**Records:**
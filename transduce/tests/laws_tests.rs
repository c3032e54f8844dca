// Copyright 2025 Umberto Gotti <umberto.gotti@umbertogotti.dev>
// Licensed under the Apache License, Version 2.0
// http://www.apache.org/licenses/LICENSE-2.0

use transduce::prelude::*;
use transduce_test_utils::{incr, is_even, square, CallCounter};

fn sources() -> Vec<Vec<u64>> {
    vec![
        vec![],
        vec![7],
        vec![1, 2, 3, 4, 5],
        (0..40).map(|n| (n * 13) % 17).collect(),
    ]
}

#[test]
fn test_mapping_identity_law() -> anyhow::Result<()> {
    for xs in sources() {
        // Act
        let plain: Vec<u64> = reduce(xs.clone(), Vec::new(), Append)?;
        let mapped: Vec<u64> = reduce(xs.clone(), Vec::new(), mapping(|x: u64| x).apply(Append))?;
        let plain_sum = reduce(xs.clone(), 0, Sum)?;
        let mapped_sum = reduce(xs, 0, mapping(|x: u64| x).apply(Sum))?;

        // Assert
        assert_eq!(plain, mapped);
        assert_eq!(plain_sum, mapped_sum);
    }
    Ok(())
}

#[test]
fn test_map_fusion() -> anyhow::Result<()> {
    for xs in sources() {
        // Act
        let composed: Vec<u64> =
            reduce(xs.clone(), Vec::new(), compose(mapping(square), mapping(incr)).apply(Append))?;
        let fused: Vec<u64> =
            reduce(xs, Vec::new(), mapping(|x: u64| incr(square(x))).apply(Append))?;

        // Assert - square runs first because it is named first
        assert_eq!(composed, fused);
    }
    Ok(())
}

#[test]
fn test_filter_correctness() -> anyhow::Result<()> {
    for xs in sources() {
        // Arrange
        let expected: Vec<u64> = xs.iter().copied().filter(is_even).collect();

        // Act
        let result: Vec<u64> = reduce(xs, Vec::new(), filtering(is_even).apply(Append))?;

        // Assert
        assert_eq!(result, expected);
    }
    Ok(())
}

#[test]
fn test_bounded_take() -> anyhow::Result<()> {
    for xs in sources() {
        for n in 0..=xs.len() + 2 {
            // Act
            let result: Vec<u64> = reduce(xs.clone(), Vec::new(), taking(n).apply(Append))?;

            // Assert
            let expected = n.min(xs.len());
            assert_eq!(result.len(), expected);
            assert_eq!(result, xs[..expected]);
        }
    }
    Ok(())
}

#[test]
fn test_composition_is_associative() -> anyhow::Result<()> {
    for xs in sources() {
        // Arrange
        let left = compose(compose(mapping(square), filtering(is_even)), taking(3));
        let right = compose(mapping(square), compose(filtering(is_even), taking(3)));

        // Act
        let from_left: Vec<u64> = transduce(xs.clone(), &left, Append, Vec::new())?;
        let from_right: Vec<u64> = transduce(xs, &right, Append, Vec::new())?;

        // Assert
        assert_eq!(from_left, from_right);
    }
    Ok(())
}

#[test]
fn test_composition_is_not_commutative() -> anyhow::Result<()> {
    // Arrange
    let xs: Vec<u64> = (1..=10).collect();

    // Act
    let filter_then_take: Vec<u64> =
        transduce(xs.clone(), filtering(is_even).then(taking(2)), Append, Vec::new())?;
    let take_then_filter: Vec<u64> =
        transduce(xs, taking(2).then(filtering(is_even)), Append, Vec::new())?;

    // Assert
    assert_eq!(filter_then_take, vec![2, 4]);
    assert_eq!(take_then_filter, vec![2]);
    Ok(())
}

#[test]
fn test_identity_is_neutral() -> anyhow::Result<()> {
    for xs in sources() {
        let base: Vec<u64> = transduce(xs.clone(), mapping(square), Append, Vec::new())?;
        let left: Vec<u64> =
            transduce(xs.clone(), identity().then(mapping(square)), Append, Vec::new())?;
        let right: Vec<u64> =
            transduce(xs, mapping(square).then(identity()), Append, Vec::new())?;

        assert_eq!(base, left);
        assert_eq!(base, right);
    }
    Ok(())
}

#[test]
fn test_single_pass() -> anyhow::Result<()> {
    // Arrange
    let visited = CallCounter::new();
    let squared = CallCounter::new();
    let incremented = CallCounter::new();
    let tested = CallCounter::new();
    let source = (1..=1_000).inspect(|_| visited.record());

    let xform = mapping(squared.counting(square))
        .then(mapping(incremented.counting(incr)))
        .then(filtering(tested.counting_predicate(|n: &u64| n % 5 == 0)))
        .then(taking(4));

    // Act
    let result: Vec<u64> = transduce(source, xform, Append, Vec::new())?;

    // Assert - every stage ran exactly once per visited element, and no more
    assert_eq!(result, vec![5, 10, 50, 65]);
    assert_eq!(visited.count(), 8);
    assert_eq!(squared.count(), visited.count());
    assert_eq!(incremented.count(), visited.count());
    assert_eq!(tested.count(), visited.count());
    Ok(())
}

#[test]
fn test_independent_instantiation() -> anyhow::Result<()> {
    // Arrange
    let take_five = taking(5);
    let mut left = take_five.apply(Append);
    let mut right = take_five.apply(Append);

    // Act - interleave the two reducers over different sources
    let mut left_acc: Vec<u64> = Vec::new();
    let mut right_acc: Vec<u64> = Vec::new();
    for (a, b) in (1..=3).zip(101..=103) {
        left_acc = left.step(left_acc, a)?.into_inner();
        right_acc = right.step(right_acc, b)?.into_inner();
    }
    let left_acc = reduce(4..=10, left_acc, &mut left)?;
    let right_acc = reduce(vec![104], right_acc, &mut right)?;

    // Assert - neither counter leaked into the other
    assert_eq!(left_acc, vec![1, 2, 3, 4, 5]);
    assert_eq!(right_acc, vec![101, 102, 103, 104]);
    Ok(())
}
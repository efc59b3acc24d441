// ABOUTME: Reference food nutrient table and food-list nutrient totals
// ABOUTME: Lookup, substring search, and portion-scaled summation into a meal profile
//
// SPDX-License-Identifier: MIT OR Apache-2.0
// Copyright (c) 2025 Ahara Nutrition Intelligence

//! Food nutrient reference data
//!
//! Values are per 100 g. Food names are looked up case-insensitively with the
//! first space read as an underscore, so "Brown Rice" finds `brown_rice`.

use ahara_core::constants::food_portions::{DEFAULT_PORTION_G, REFERENCE_PORTION_G};
use ahara_core::models::{MealProfile, UserProfile};
use serde::{Deserialize, Serialize};
use tracing::debug;

/// Nutrients per 100 g of a food
#[derive(Debug, Clone, Copy, PartialEq, Serialize)]
pub struct FoodNutrients {
    /// Display name
    pub name: &'static str,
    /// Energy (kcal)
    pub calories: f64,
    /// Protein (g)
    pub protein: f64,
    /// Carbohydrates (g)
    pub carbs: f64,
    /// Fat (g)
    pub fat: f64,
    /// Iron (mg)
    pub iron: f64,
    /// Vitamin C (mg)
    #[serde(rename = "vitaminC")]
    pub vitamin_c: f64,
    /// Calcium (mg)
    pub calcium: f64,
    /// Magnesium (mg)
    pub magnesium: f64,
}

static FOOD_TABLE: [(&str, FoodNutrients); 5] = [
    (
        "spinach",
        FoodNutrients {
            name: "Spinach",
            calories: 23.0,
            protein: 2.9,
            carbs: 3.6,
            fat: 0.4,
            iron: 2.7,
            vitamin_c: 28.1,
            calcium: 99.0,
            magnesium: 79.0,
        },
    ),
    (
        "chicken_breast",
        FoodNutrients {
            name: "Chicken Breast",
            calories: 165.0,
            protein: 31.0,
            carbs: 0.0,
            fat: 3.6,
            iron: 0.7,
            vitamin_c: 0.0,
            calcium: 15.0,
            magnesium: 29.0,
        },
    ),
    (
        "brown_rice",
        FoodNutrients {
            name: "Brown Rice",
            calories: 111.0,
            protein: 2.6,
            carbs: 23.0,
            fat: 0.9,
            iron: 0.4,
            vitamin_c: 0.0,
            calcium: 10.0,
            magnesium: 43.0,
        },
    ),
    (
        "salmon",
        FoodNutrients {
            name: "Salmon",
            calories: 208.0,
            protein: 25.4,
            carbs: 0.0,
            fat: 12.4,
            iron: 0.3,
            vitamin_c: 0.0,
            calcium: 9.0,
            magnesium: 30.0,
        },
    ),
    (
        "lentils",
        FoodNutrients {
            name: "Lentils",
            calories: 116.0,
            protein: 9.0,
            carbs: 20.0,
            fat: 0.4,
            iron: 3.3,
            vitamin_c: 1.5,
            calcium: 19.0,
            magnesium: 36.0,
        },
    ),
];

fn lookup_key(name: &str) -> String {
    name.to_lowercase().replacen(' ', "_", 1)
}

/// Nutrients per 100 g for a food, if it is in the table
#[must_use]
pub fn food_nutrients(name: &str) -> Option<&'static FoodNutrients> {
    let key = lookup_key(name);
    FOOD_TABLE
        .iter()
        .find(|(k, _)| *k == key)
        .map(|(_, food)| food)
}

/// Foods whose display name contains `query`, case-insensitively, in table order
#[must_use]
pub fn search_foods(query: &str) -> Vec<&'static FoodNutrients> {
    let query = query.to_lowercase();
    FOOD_TABLE
        .iter()
        .map(|(_, food)| food)
        .filter(|food| food.name.to_lowercase().contains(&query))
        .collect()
}

/// Summed nutrients of a list of foods
#[derive(Debug, Clone, Copy, Default, PartialEq, Serialize, Deserialize)]
#[serde(default)]
pub struct NutrientTotals {
    /// Energy (kcal)
    pub calories: f64,
    /// Protein (g)
    pub protein: f64,
    /// Carbohydrates (g)
    pub carbs: f64,
    /// Fat (g)
    pub fat: f64,
    /// Iron (mg)
    pub iron: f64,
    /// Vitamin C (mg)
    #[serde(rename = "vitaminC")]
    pub vitamin_c: f64,
    /// Calcium (mg)
    pub calcium: f64,
    /// Magnesium (mg)
    pub magnesium: f64,
}

impl NutrientTotals {
    fn add_scaled(&mut self, food: &FoodNutrients, multiplier: f64) {
        self.calories += food.calories * multiplier;
        self.protein += food.protein * multiplier;
        self.carbs += food.carbs * multiplier;
        self.fat += food.fat * multiplier;
        self.iron += food.iron * multiplier;
        self.vitamin_c += food.vitamin_c * multiplier;
        self.calcium += food.calcium * multiplier;
        self.magnesium += food.magnesium * multiplier;
    }

    /// Meal profile for this eater; calcium and magnesium are not model inputs
    #[must_use]
    pub fn to_meal_profile(&self, user: &UserProfile) -> MealProfile {
        MealProfile {
            calories: self.calories,
            protein: self.protein,
            carbs: self.carbs,
            fat: self.fat,
            iron: self.iron,
            vitamin_c: self.vitamin_c,
            age: user.age,
            gender: user.gender,
            constitution: user.constitution.clone(),
        }
    }
}

/// Sum the nutrients of `foods`, scaling each by its portion in grams
///
/// `portions` pairs with `foods` by position. A missing, zero, or NaN portion
/// counts as 100 g. Foods not in the table contribute nothing.
#[must_use]
pub fn calculate_nutrients<S: AsRef<str>>(foods: &[S], portions: &[f64]) -> NutrientTotals {
    let mut totals = NutrientTotals::default();
    for (index, food) in foods.iter().enumerate() {
        let Some(nutrients) = food_nutrients(food.as_ref()) else {
            debug!(food = food.as_ref(), "Food not in nutrient table, skipping");
            continue;
        };
        let portion = portions
            .get(index)
            .copied()
            .filter(|p| *p != 0.0 && !p.is_nan())
            .unwrap_or(DEFAULT_PORTION_G);
        totals.add_scaled(nutrients, portion / REFERENCE_PORTION_G);
    }
    totals
}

**Work to complete:**
Starting with the first line of the listing above and ending with the line that holds "reduce(xs, Vec::new(), filtering(is_even).apply(Append))?;", return those lines exactly as written, both included.

**Response to this task:**
filename transduce/tests/laws_tests.rs
repository c3032e54f8844dca
// Copyright 2025 Umberto Gotti <umberto.gotti@umbertogotti.dev>
// Licensed under the Apache License, Version 2.0
// http://www.apache.org/licenses/LICENSE-2.0

use transduce::prelude::*;
use transduce_test_utils::{incr, is_even, square, CallCounter};

fn sources() -> Vec<Vec<u64>> {
    vec![
        vec![],
        vec![7],
        vec![1, 2, 3, 4, 5],
        (0..40).map(|n| (n * 13) % 17).collect(),
    ]
}

#[test]
fn test_mapping_identity_law() -> anyhow::Result<()> {
    for xs in sources() {
        // Act
        let plain: Vec<u64> = reduce(xs.clone(), Vec::new(), Append)?;
        let mapped: Vec<u64> = reduce(xs.clone(), Vec::new(), mapping(|x: u64| x).apply(Append))?;
        let plain_sum = reduce(xs.clone(), 0, Sum)?;
        let mapped_sum = reduce(xs, 0, mapping(|x: u64| x).apply(Sum))?;

        // Assert
        assert_eq!(plain, mapped);
        assert_eq!(plain_sum, mapped_sum);
    }
    Ok(())
}

#[test]
fn test_map_fusion() -> anyhow::Result<()> {
    for xs in sources() {
        // Act
        let composed: Vec<u64> =
            reduce(xs.clone(), Vec::new(), compose(mapping(square), mapping(incr)).apply(Append))?;
        let fused: Vec<u64> =
            reduce(xs, Vec::new(), mapping(|x: u64| incr(square(x))).apply(Append))?;

        // Assert - square runs first because it is named first
        assert_eq!(composed, fused);
    }
    Ok(())
}

#[test]
fn test_filter_correctness() -> anyhow::Result<()> {
    for xs in sources() {
        // Arrange
        let expected: Vec<u64> = xs.iter().copied().filter(is_even).collect();

        // Act
        let result: Vec<u64> = reduce(xs, Vec::new(), filtering(is_even).apply(Append))?;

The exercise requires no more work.